Aufgabe der praktischen Politik in den jetzt vor uns liegenden Jahren ist es, die Einheit der Nation dadurch zu wahren, daß das Verhältnis zwischen den Teilen Deutschlands aus der gegenwärtigen Verkrampfung gelöst wird. Die Deutschen sind nicht nur durch ihre Sprache und ihre Geschichte – mit ihrem Glanz und ihrem Elend – verbunden; wir sind alle in Deutschland zu Haus. Wir haben auch noch gemeinsame Aufgaben und gemeinsame Verantwortung: für den Frieden unter uns und in Europa. 20 Jahre nach Gründung der Bundesrepublik Deutschland und der DDR müssen wir ein weiteres Auseinanderleben der deutschen Nation verhindern, also versuchen, über ein geregeltes Nebeneinander zu einem Miteinander zu kommen.
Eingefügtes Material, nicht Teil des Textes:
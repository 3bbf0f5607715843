// This Source Code Form is subject to the terms of the Mozilla Public
// License, v. 2.0. If a copy of the MPL was not distributed with this
// file, You can obtain one at https://mozilla.org/MPL/2.0/.
use mcraw_parse::{DecodeConfig, DecodeError, Decoder, Error, HEADER_SIZE, INDEX_ENTRY_SIZE, MAGIC, Value};
use std::io::{Cursor, Write};
use test_assembler::{Endian, Section};

fn init_logger() {
    let _ = env_logger::builder().is_test(true).try_init();
}

fn value(tag: u8, body: &[u8]) -> Vec<u8> {
    let mut out = vec![tag];
    leb128::write::unsigned(&mut out, body.len() as u64).unwrap();
    out.extend_from_slice(body);
    out
}

fn int(i: i64) -> Vec<u8> {
    value(2, &i.to_le_bytes())
}

fn string(s: &str) -> Vec<u8> {
    value(4, s.as_bytes())
}

fn object(fields: &[(&str, Vec<u8>)]) -> Vec<u8> {
    let mut body = Vec::new();
    for (key, field) in fields {
        leb128::write::unsigned(&mut body, key.len() as u64).unwrap();
        body.extend_from_slice(key.as_bytes());
        body.extend_from_slice(field);
    }
    value(6, &body)
}

fn record(root: &[u8]) -> Vec<u8> {
    Section::with_endian(Endian::Little)
        .L32((root.len() + 4) as u32)
        .append_bytes(root)
        .get_contents()
        .unwrap()
}

fn iso_record(iso: i64) -> Vec<u8> {
    record(&object(&[("iso", int(iso))]))
}

/// Header, index, container metadata, then frame records in index order.
fn container(metadata: Option<&[u8]>, frames: &[(i64, Vec<u8>)]) -> Vec<u8> {
    let index_length = frames.len() as u64 * INDEX_ENTRY_SIZE;
    let data_start = HEADER_SIZE + index_length;
    let metadata_length = metadata.map_or(0, |m| m.len() as u64);

    let mut section = Section::with_endian(Endian::Little)
        .append_bytes(&MAGIC)
        .D8(1u8)
        .L32(frames.len() as u32)
        .L32(0u32)
        .L64(if metadata.is_some() { data_start } else { 0 })
        .L32(metadata_length as u32)
        .L32(index_length as u32);

    let mut offset = data_start + metadata_length;
    for (timestamp, frame) in frames {
        section = section.L64(*timestamp as u64).L64(offset).L32(frame.len() as u32).L32(0u32);
        offset += frame.len() as u64;
    }
    if let Some(metadata) = metadata {
        section = section.append_bytes(metadata);
    }
    for (_, frame) in frames {
        section = section.append_bytes(frame);
    }
    section.get_contents().unwrap()
}

fn two_frames() -> Vec<u8> {
    container(None, &[(100, iso_record(100)), (250, iso_record(200))])
}

fn write_temp(bytes: &[u8]) -> tempfile::NamedTempFile {
    let mut file = tempfile::NamedTempFile::new().unwrap();
    file.write_all(bytes).unwrap();
    file.flush().unwrap();
    file
}

fn iso(decoder: &Decoder<impl std::io::Read + std::io::Seek>, timestamp: i64) -> Option<i64> {
    decoder.load_frame_metadata(timestamp).unwrap().get("iso").and_then(Value::as_i64)
}

#[test]
fn zero_frame_container_with_metadata() {
    init_logger();
    let metadata = record(&value(7, br#"{"make":"X"}"#));
    let file = write_temp(&container(Some(&metadata), &[]));

    let decoder = Decoder::open(file.path()).expect("open failed");
    assert_eq!(decoder.path(), Some(file.path()));
    assert_eq!(decoder.version(), 1);
    assert!(decoder.frame_timestamps().is_empty());
    assert_eq!(decoder.frame_count(), 0);
    assert!(decoder.first_frame_metadata().is_none());
    assert!(decoder.last_frame_metadata().is_none());
    assert_eq!(decoder.frame_metadata().len(), 0);

    let metadata = decoder.container_metadata();
    assert_eq!(metadata.len(), 1);
    assert_eq!(metadata.get("make").and_then(Value::as_str), Some("X"));
    assert_eq!(metadata.to_json(), serde_json::json!({ "make": "X" }));
}

#[test]
fn two_frames_by_timestamp() {
    init_logger();
    let file = write_temp(&two_frames());
    let decoder = Decoder::open(file.path()).unwrap();

    assert_eq!(decoder.frame_timestamps(), &[100, 250]);
    assert!(decoder.container_metadata().is_empty());
    assert_eq!(iso(&decoder, 100), Some(100));
    assert_eq!(iso(&decoder, 250), Some(200));
    assert!(matches!(decoder.load_frame_metadata(999), Err(Error::FrameNotFound(999))));
    // Exact match only.
    assert!(matches!(decoder.load_frame_metadata(101), Err(Error::FrameNotFound(101))));
}

#[test]
fn queries_are_repeatable() {
    let decoder = Decoder::from_reader(Cursor::new(two_frames())).unwrap();

    let first = decoder.frame_timestamps().to_vec();
    assert_eq!(decoder.frame_timestamps(), first.as_slice());

    let a = decoder.load_frame_metadata(250).unwrap();
    let b = decoder.load_frame_metadata(250).unwrap();
    assert_eq!(a, b);
    assert_eq!(decoder.container_metadata(), decoder.container_metadata());
}

#[test]
fn timestamps_keep_container_order() {
    let bytes = container(None, &[(250, iso_record(2)), (100, iso_record(1)), (175, iso_record(3))]);
    let decoder = Decoder::from_reader(Cursor::new(bytes)).unwrap();

    assert_eq!(decoder.frame_timestamps(), &[250, 100, 175]);
    assert_eq!(iso(&decoder, 100), Some(1));
    assert_eq!(iso(&decoder, 175), Some(3));

    let first = decoder.first_frame_metadata().unwrap().unwrap();
    assert_eq!(first.get("iso").and_then(Value::as_i64), Some(2));
    let last = decoder.last_frame_metadata().unwrap().unwrap();
    assert_eq!(last.get("iso").and_then(Value::as_i64), Some(3));

    let frames: Vec<(i64, i64)> = decoder
        .frame_metadata()
        .map(|(timestamp, metadata)| (timestamp, metadata.unwrap().get("iso").and_then(Value::as_i64).unwrap()))
        .collect();
    assert_eq!(frames, [(250, 2), (100, 1), (175, 3)]);
}

#[test]
fn index_entries_are_exposed() {
    let decoder = Decoder::from_reader(Cursor::new(two_frames())).unwrap();
    let data_start = HEADER_SIZE + 2 * INDEX_ENTRY_SIZE;
    let frame = decoder.frame(250).unwrap();
    assert_eq!(frame.offset, data_start + iso_record(100).len() as u64);
    assert_eq!(frame.length as usize, iso_record(200).len());
    assert_eq!(decoder.frames()[0].offset, data_start);
    assert!(decoder.frame(999).is_none());
    assert_eq!(decoder.container().file_len(), two_frames().len() as u64);
}

#[test]
fn missing_file() {
    let dir = tempfile::tempdir().unwrap();
    let path = dir.path().join("missing.mcraw");
    match Decoder::open(&path) {
        Err(Error::Open { path: p, source }) => {
            assert_eq!(p, path);
            assert_eq!(source.kind(), std::io::ErrorKind::NotFound);
        },
        other => panic!("unexpected {other:?}"),
    }
}

#[test]
fn corrupted_magic() {
    let mut bytes = two_frames();
    bytes[0] = b'X';
    let file = write_temp(&bytes);
    assert!(matches!(Decoder::open(file.path()), Err(Error::InvalidFormat(_))));
}

#[test]
fn file_shorter_than_header() {
    let bytes = two_frames();
    assert!(matches!(
        Decoder::from_reader(Cursor::new(bytes[..20].to_vec())),
        Err(Error::InvalidFormat(_))
    ));
    assert!(matches!(Decoder::from_reader(Cursor::new(Vec::new())), Err(Error::InvalidFormat(_))));
}

#[test]
fn truncated_index() {
    let bytes = two_frames();
    let cut = (HEADER_SIZE + INDEX_ENTRY_SIZE) as usize;
    let file = write_temp(&bytes[..cut]);
    match Decoder::open(file.path()) {
        Err(Error::TruncatedIndex { declared, available }) => {
            assert_eq!(declared, 2 * INDEX_ENTRY_SIZE);
            assert_eq!(available, INDEX_ENTRY_SIZE);
        },
        other => panic!("unexpected {other:?}"),
    }
}

#[test]
fn frame_record_past_end_of_file() {
    let bytes = two_frames();
    let short = bytes[..bytes.len() - 1].to_vec();
    assert!(matches!(
        Decoder::from_reader(Cursor::new(short)),
        Err(Error::CorruptIndex { entry: Some(1), reason: "frame record extends past end of file" })
    ));
}

#[test]
fn overlapping_frame_records() {
    let mut bytes = two_frames();
    let first_offset = HEADER_SIZE + 2 * INDEX_ENTRY_SIZE;
    // Second entry's offset field.
    let at = (HEADER_SIZE + INDEX_ENTRY_SIZE + 8) as usize;
    bytes[at..at + 8].copy_from_slice(&first_offset.to_le_bytes());
    assert!(matches!(
        Decoder::from_reader(Cursor::new(bytes)),
        Err(Error::CorruptIndex { entry: Some(1), reason: "frame records overlap" })
    ));
}

#[test]
fn duplicate_timestamps() {
    let mut bytes = two_frames();
    let at = (HEADER_SIZE + INDEX_ENTRY_SIZE) as usize;
    bytes[at..at + 8].copy_from_slice(&100i64.to_le_bytes());
    assert!(matches!(
        Decoder::from_reader(Cursor::new(bytes)),
        Err(Error::CorruptIndex { entry: Some(1), reason: "duplicate frame timestamp" })
    ));
}

#[test]
fn strict_and_lenient_frame_decoding() {
    init_logger();
    let damaged = record(&object(&[("future", value(0x42, b"??")), ("iso", int(400))]));
    let bytes = container(None, &[(1, iso_record(100)), (2, damaged)]);

    // Index problems are independent of frame contents.
    let strict = Decoder::from_reader(Cursor::new(bytes.clone())).unwrap();
    assert_eq!(iso(&strict, 1), Some(100));
    assert!(matches!(
        strict.load_frame_metadata(2),
        Err(Error::Decode(DecodeError::UnknownTag { tag: 0x42, .. }))
    ));

    let results: Vec<bool> = strict.frame_metadata().map(|(_, metadata)| metadata.is_ok()).collect();
    assert_eq!(results, [true, false]);

    let lenient = Decoder::from_reader_with_config(Cursor::new(bytes), &DecodeConfig::default().lenient(true)).unwrap();
    let frame = lenient.load_frame_metadata(2).unwrap();
    assert!(frame.get("future").is_none());
    assert_eq!(frame.get("iso").and_then(Value::as_i64), Some(400));
}

#[test]
fn container_metadata_is_always_strict() {
    let metadata = record(&object(&[("make", string("X")), ("future", value(0x42, &[]))]));
    let bytes = container(Some(&metadata), &[(1, iso_record(100))]);
    let config = DecodeConfig::default().lenient(true);
    assert!(matches!(
        Decoder::from_reader_with_config(Cursor::new(bytes), &config),
        Err(Error::Decode(DecodeError::UnknownTag { tag: 0x42, .. }))
    ));
}

#[test]
fn frame_length_prefix_mismatch() {
    let mut frame = iso_record(100);
    let len = frame.len() as u64;
    frame[0] += 1;
    let bytes = container(None, &[(7, frame)]);
    let decoder = Decoder::from_reader_with_config(Cursor::new(bytes), &DecodeConfig::default().lenient(true)).unwrap();
    match decoder.load_frame_metadata(7) {
        Err(Error::Decode(DecodeError::LengthMismatch { declared, actual })) => {
            assert_eq!((declared, actual), (len + 1, len));
        },
        other => panic!("unexpected {other:?}"),
    }
}

#[test]
fn record_size_limit() {
    let metadata = record(&object(&[("make", string("a fairly long manufacturer name"))]));
    let bytes = container(Some(&metadata), &[(1, iso_record(100))]);

    let config = DecodeConfig::default().with_max_record_size(metadata.len() as u32 - 1);
    assert!(matches!(
        Decoder::from_reader_with_config(Cursor::new(bytes.clone()), &config),
        Err(Error::ResourceLimitExceeded(_))
    ));

    let config = DecodeConfig::default().with_max_record_size(metadata.len() as u32);
    let decoder = Decoder::from_reader_with_config(Cursor::new(bytes.clone()), &config).unwrap();
    assert!(decoder.load_frame_metadata(1).is_ok());

    // Every listed frame stays loadable: an oversized frame record fails open.
    let frame = iso_record(100);
    let bytes = container(None, &[(1, frame.clone()), (2, iso_record(1_000))]);
    let config = DecodeConfig::default().with_max_record_size(frame.len() as u32 - 1);
    assert!(matches!(
        Decoder::from_reader_with_config(Cursor::new(bytes.clone()), &config),
        Err(Error::ResourceLimitExceeded(_))
    ));
    let config = DecodeConfig::default().with_max_record_size(frame.len() as u32);
    let decoder = Decoder::from_reader_with_config(Cursor::new(bytes), &config).unwrap();
    for (_, metadata) in decoder.frame_metadata() {
        assert!(metadata.is_ok());
    }
}

#[test]
fn unlimited_config() {
    let decoder = Decoder::from_reader_with_config(Cursor::new(two_frames()), &DecodeConfig::unlimited()).unwrap();
    assert_eq!(decoder.frame_count(), 2);
}

#[test]
fn concurrent_frame_loads() {
    init_logger();
    let frames: Vec<(i64, Vec<u8>)> = (0..64).map(|i| (i * 1000, iso_record(i))).collect();
    let file = write_temp(&container(None, &frames));
    let decoder = Decoder::open(file.path()).unwrap();

    std::thread::scope(|scope| {
        for worker in 0..4 {
            let decoder = &decoder;
            scope.spawn(move || {
                for &timestamp in decoder.frame_timestamps().iter().rev().skip(worker) {
                    assert_eq!(iso(decoder, timestamp), Some(timestamp / 1000));
                }
            });
        }
    });
}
Dies ist nicht nur ein deutsches Interesse, denn es hat seine Bedeutung, auch für den Frieden in Europa und für das Ost-West-Verhältnis. Unsere und unserer Freunde Einstellung zu den internationalen Beziehungen der DDR hängt nicht zuletzt von der Haltung Ost-Berlins selbst ab. Im übrigen wollen wir unseren Landsleuten die Vorteile des internationalen Handels und Kulturaustausches nicht schmälern.

Die Bundesregierung setzt die im Dezember 1966 durch Bundeskanzler Kiesinger und seine Regierung eingeleitete Politik fort und bietet dem Ministerrat der DDR erneut Verhandlungen beiderseits ohne Diskriminierung auf der Ebene der Regierungen an, die zu vertraglich vereinbarter Zusammenarbeit führen sollen. Eine völkerrechtliche Anerkennung der DDR durch die Bundesregierung kann nicht in Betracht kommen. Auch wenn zwei Staaten in Deutschland existieren, sind sie doch füreinander nicht Ausland. Ihre Beziehungen zueinander können nur von besonderer Art sein.
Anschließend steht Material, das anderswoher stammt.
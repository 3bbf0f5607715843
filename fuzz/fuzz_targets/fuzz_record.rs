#![no_main]
use libfuzzer_sys::fuzz_target;
use mcraw_parse::{ParseOptions, decode_record};

fuzz_target!(|data: &[u8]| {
    let strict = decode_record(data, &ParseOptions::default());
    let lenient = decode_record(data, &ParseOptions::default().lenient(true));
    // Anything that decodes strictly decodes the same way leniently.
    if let Ok(doc) = strict {
        assert_eq!(lenient.ok(), Some(doc));
    }
});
Anknüpfend an die Politik ihrer Vorgängerin, erklärt die Bundesregierung, daß die Bereitschaft zu verbindlichen Abkommen über den gegenseitigen Verzicht auf Anwendung oder Androhung von Gewalt auch gegenüber der DDR gilt.
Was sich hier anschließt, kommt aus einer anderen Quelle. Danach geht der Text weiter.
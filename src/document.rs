// This Source Code Form is subject to the terms of the Mozilla Public
// License, v. 2.0. If a copy of the MPL was not distributed with this
// file, You can obtain one at https://mozilla.org/MPL/2.0/.

//! Decoded metadata trees.

use std::collections::BTreeMap;

/// A single node of a decoded metadata record.
///
/// Objects are keyed maps with unique keys; iteration is in key order, which
/// is also the order a presentation layer is expected to print them in.
#[derive(Debug, Clone, PartialEq)]
pub enum Value {
    Null,
    Bool(bool),
    Int(i64),
    /// Always finite.
    Float(f64),
    String(String),
    Array(Vec<Value>),
    Object(BTreeMap<String, Value>),
}

impl Value {
    pub fn is_null(&self) -> bool {
        matches!(self, Self::Null)
    }

    pub fn as_bool(&self) -> Option<bool> {
        match *self {
            Self::Bool(b) => Some(b),
            _ => None,
        }
    }

    pub fn as_i64(&self) -> Option<i64> {
        match *self {
            Self::Int(i) => Some(i),
            _ => None,
        }
    }

    /// Integers are widened, so `{"iso": 100}` reads back as `100.0` here too.
    pub fn as_f64(&self) -> Option<f64> {
        match *self {
            Self::Int(i) => Some(i as f64),
            Self::Float(f) => Some(f),
            _ => None,
        }
    }

    pub fn as_str(&self) -> Option<&str> {
        match self {
            Self::String(s) => Some(s),
            _ => None,
        }
    }

    pub fn as_array(&self) -> Option<&[Value]> {
        match self {
            Self::Array(items) => Some(items),
            _ => None,
        }
    }

    pub fn as_object(&self) -> Option<&BTreeMap<String, Value>> {
        match self {
            Self::Object(map) => Some(map),
            _ => None,
        }
    }

    /// Convert into a `serde_json` tree for display or re-serialization.
    pub fn to_json(&self) -> serde_json::Value {
        match self {
            Self::Null => serde_json::Value::Null,
            Self::Bool(b) => serde_json::Value::Bool(*b),
            Self::Int(i) => serde_json::Value::from(*i),
            // Finite by construction, so `from_f64` cannot return `None`.
            Self::Float(f) => serde_json::Number::from_f64(*f).map_or(serde_json::Value::Null, serde_json::Value::Number),
            Self::String(s) => serde_json::Value::String(s.clone()),
            Self::Array(items) => serde_json::Value::Array(items.iter().map(Self::to_json).collect()),
            Self::Object(map) => serde_json::Value::Object(
                map.iter().map(|(k, v)| (k.clone(), v.to_json())).collect(),
            ),
        }
    }
}

/// Structured metadata for a whole container or a single frame.
///
/// The root is always an object. A document is owned by whoever asked for
/// it; decoding the same record twice yields two equal, independent documents.
#[derive(Debug, Clone, Default, PartialEq)]
pub struct MetadataDocument {
    root: BTreeMap<String, Value>,
}

impl MetadataDocument {
    /// An empty document, used when a container carries no metadata record.
    pub fn new() -> Self {
        Self::default()
    }

    pub(crate) fn from_map(root: BTreeMap<String, Value>) -> Self {
        Self { root }
    }

    /// Look up a top-level field.
    pub fn get(&self, key: &str) -> Option<&Value> {
        self.root.get(key)
    }

    /// Top-level fields in key order.
    pub fn iter(&self) -> impl ExactSizeIterator<Item = (&str, &Value)> + '_ {
        self.root.iter().map(|(k, v)| (k.as_str(), v))
    }

    pub fn len(&self) -> usize {
        self.root.len()
    }

    pub fn is_empty(&self) -> bool {
        self.root.is_empty()
    }

    pub fn as_map(&self) -> &BTreeMap<String, Value> {
        &self.root
    }

    /// Give up the document wrapper and return the root as a [`Value::Object`].
    pub fn into_value(self) -> Value {
        Value::Object(self.root)
    }

    /// Convert into a `serde_json` object.
    ///
    /// Keys come out sorted, so `serde_json::to_string_pretty` on the result
    /// gives stable, key-sorted text.
    pub fn to_json(&self) -> serde_json::Value {
        serde_json::Value::Object(self.root.iter().map(|(k, v)| (k.clone(), v.to_json())).collect())
    }
}

#[cfg(test)]
fn sample() -> MetadataDocument {
    let mut lens = BTreeMap::new();
    lens.insert("focalLength".to_owned(), Value::Float(4.25));
    let mut root = BTreeMap::new();
    root.insert("make".to_owned(), Value::String("X".to_owned()));
    root.insert("iso".to_owned(), Value::Int(100));
    root.insert("hdr".to_owned(), Value::Bool(false));
    root.insert("lens".to_owned(), Value::Object(lens));
    root.insert("blackLevel".to_owned(), Value::Array(vec![Value::Int(64), Value::Int(64)]));
    root.insert("gps".to_owned(), Value::Null);
    MetadataDocument::from_map(root)
}

#[test]
fn document_accessors() {
    let doc = sample();
    assert_eq!(doc.len(), 6);
    assert_eq!(doc.get("make").and_then(Value::as_str), Some("X"));
    assert_eq!(doc.get("iso").and_then(Value::as_i64), Some(100));
    assert_eq!(doc.get("iso").and_then(Value::as_f64), Some(100.0));
    assert_eq!(doc.get("hdr").and_then(Value::as_bool), Some(false));
    assert!(doc.get("gps").is_some_and(Value::is_null));
    assert!(doc.get("missing").is_none());

    let lens = doc.get("lens").and_then(Value::as_object).unwrap();
    assert_eq!(lens.get("focalLength").and_then(Value::as_f64), Some(4.25));
    assert_eq!(doc.get("blackLevel").and_then(Value::as_array).map(<[Value]>::len), Some(2));
}

#[test]
fn document_iterates_in_key_order() {
    let doc = sample();
    let keys: Vec<&str> = doc.iter().map(|(k, _)| k).collect();
    assert_eq!(keys, ["blackLevel", "gps", "hdr", "iso", "lens", "make"]);
}

#[test]
fn document_to_json() {
    let json = sample().to_json();
    assert_eq!(json["make"], "X");
    assert_eq!(json["iso"], 100);
    assert_eq!(json["lens"]["focalLength"], 4.25);
    assert_eq!(json["blackLevel"][1], 64);
    assert!(json["gps"].is_null());

    let text = serde_json::to_string(&json).unwrap();
    assert!(text.starts_with(r#"{"blackLevel":[64,64],"gps":null"#), "{text}");
}

#[test]
fn empty_document() {
    let doc = MetadataDocument::new();
    assert!(doc.is_empty());
    assert_eq!(doc.into_value(), Value::Object(BTreeMap::new()));
}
Die Bundesregierung wird den USA, Großbritannien und Frankreich raten, die eingeleiteten Besprechungen mit der Sowjetunion über die Erleichterung und Verbesserung der Lage Berlins mit Nachdruck fortzusetzen. Der Status der unter der besonderen Verantwortung der Vier Mächte stehenden Stadt Berlin muß unangetastet bleiben. Dies darf nicht daran hindern, Erleichterungen für den Verkehr in und nach Berlin zu suchen. Die Lebensfähigkeit Berlins werden wir weiterhin sichern. West-Berlin muß die Möglichkeit bekommen, zur Verbesserung der politischen, wirtschaftlichen und kulturellen Beziehungen der beiden Teile Deutschlands beizutragen.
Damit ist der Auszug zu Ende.